QGANs are an active research area with several promising application domains:

Drug discovery: Molecular properties are governed by quantum mechanics, and the probability distributions describing molecular orbitals and electron densities arise naturally from quantum processes. QGANs can potentially generate valid molecular configurations by learning these quantum-native distributions directly, rather than encoding them classically first.

Quantitative finance: Correlated asset return distributions are challenging to model classically, especially in the tails where extreme events cluster. QGANs can learn joint probability distributions over multiple assets, with the entanglement structure naturally capturing correlations that require copulas or other complex constructions in classical models.

High-energy physics: Simulating particle collision events for detector calibration is computationally expensive. QGANs can learn to generate synthetic collision data that matches the statistical properties of real detector output, potentially accelerating Monte Carlo simulation pipelines at facilities like CERN.

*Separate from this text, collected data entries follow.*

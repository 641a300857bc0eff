#![cfg_attr(docsrs, feature(doc_cfg))]
//#![warn(missing_docs)]

/*!
 # xsvlib

 Streaming readers and writers for separated-values files (CSV and TSV), with
 columns bound by header name instead of by position.

 ## Core Concepts

- **Record:** the ordered fields of one row, addressed by position only.
- **RecordReader / RecordWriter:** a lazy, forward-only source of records and a field-by-field sink, framed by start-line / finish-line calls.
- **ColumnMap:** logical columns declared by name, then bound to positions by matching them against a header record (case-insensitively by default).
- **Cursor:** a reusable window over "the current record". Its accessors resolve a column through the map; a borrowed row is only valid until the next advance.
- **XsvOutBuffer:** assembles an output row column by column and refuses to emit it until every column is assigned.

 ## Modules

| **Module**        | **Description**                                                        |
|-------------------|------------------------------------------------------------------------|
| `core::record`    | Record reader / writer contracts and their iteration helpers           |
| `core::lines`     | Line sources feeding the readers                                       |
| `core::column_map`| Named columns and header binding                                       |
| `core::cursor`    | The current-record window and the `RowCursor` trait                    |
| `core::out_buffer`| Single-assignment output rows                                          |
| `item::csv`       | CSV automaton, reader and writer                                       |
| `item::tsv`       | TSV reader and writer                                                  |
| `item::xsv`       | Dispatch on file extension, header handling and cursor iteration       |

 ## Getting Started

```rust
# use xsvlib::{
#     core::column_map::Column,
#     core::cursor::{RowCursor, XsvCursor},
#     core::out_buffer::XsvOutBuffer,
#     core::record::RecordWriter,
#     item::options::{ReadOptions, WriteOptions},
#     item::xsv::format::{read_xsv_cursor, write_xsv_path},
#     Result,
# };
struct CarCursor {
    inner: XsvCursor,
    make: Column,
    year: Column,
}

impl CarCursor {
    fn new() -> Result<Self> {
        let mut inner = XsvCursor::default();
        let make = inner.columns_mut().declare("make")?;
        let year = inner.columns_mut().declare("year")?;
        Ok(Self { inner, make, year })
    }
}

impl RowCursor for CarCursor {
    fn cursor(&self) -> &XsvCursor {
        &self.inner
    }

    fn cursor_mut(&mut self) -> &mut XsvCursor {
        &mut self.inner
    }
}

fn main() -> Result<()> {
    let dir = tempfile::tempdir()?;
    let path = dir.path().join("cars.csv");

    let mut out = XsvOutBuffer::new(&["year", "make", "model"])?;
    let (year, make, model) = (out.column("year")?, out.column("make")?, out.column("model")?);
    let mut writer = write_xsv_path(&path, &WriteOptions::default())?;
    out.emit_header(&mut writer)?;
    for (y, mk, md) in [("1948", "Porsche", "356"), ("1967", "Ford", "Mustang, fastback")] {
        out.set(year, y)?;
        out.set(make, mk)?;
        out.set(model, md)?;
        out.emit(&mut writer)?;
    }
    writer.finish_file()?;
    drop(writer);

    let mut rows = read_xsv_cursor(&path, CarCursor::new()?, &ReadOptions::default())?;
    let mut makes = Vec::new();
    while let Some(car) = rows.next_row()? {
        if car.inner.get_i32(car.year)? > 1950 {
            makes.push(car.inner.get_string(car.make)?.to_string());
        }
    }
    assert_eq!(makes, ["Ford"]);

    Ok(())
}
```

 ## License
 Licensed under either of

 -   Apache License, Version 2.0
     ([LICENSE-APACHE](LICENSE-APACHE) or <http://www.apache.org/licenses/LICENSE-2.0>)
 -   MIT license
     ([LICENSE-MIT](LICENSE-MIT) or <http://opensource.org/licenses/MIT>)

 at your option.

 */

/// Record contracts, column binding, cursors and output buffers
pub mod core;

/// Error types
pub mod error;

#[doc(inline)]
pub use error::*;

/// Format readers / writers and the extension dispatcher
pub mod item;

Quantum state preparation: One of the most natural applications is using a QGAN to learn an unknown quantum state. Given samples from a target quantum state (measurement outcomes), the quantum generator learns to prepare a circuit that produces the same measurement statistics. This is useful for quantum chemistry and condensed matter simulations where the target state is complex but can be sampled experimentally.

All current practical demonstrations use small qubit counts (4-10 qubits) with classical simulation. Near-term quantum hardware introduces noise that further complicates training, though error mitigation techniques can partially compensate. Scaling QGANs to useful problem sizes remains an open challenge, with barren plateaus and hardware noise as the two primary obstacles.

Key Points

The quantum generator acts as a differentiable probabilistic program: gradients flow through qml.probs back to the circuit parameters via the parameter-shift rule. This makes the training loop identical to PyTorch in structure, with PennyLane handling the quantum gradient computation transparently.

The hybrid architecture (quantum generator, classical discriminator) offers the best balance of trainability and quantum expressiveness for current hardware and simulators. A fully quantum GAN is possible but significantly harder to optimize. Start with the hybrid approach, verify that training converges on simple targets, and then explore quantum discriminators once you are comfortable with the training dynamics.

For readers looking to go deeper, the PennyLane documentation includes demos on quantum GANs with different ansatz choices, and the original QGAN paper by Dallaire-Demers and Killoran (2018) provides the theoretical foundation for the approach used in this tutorial.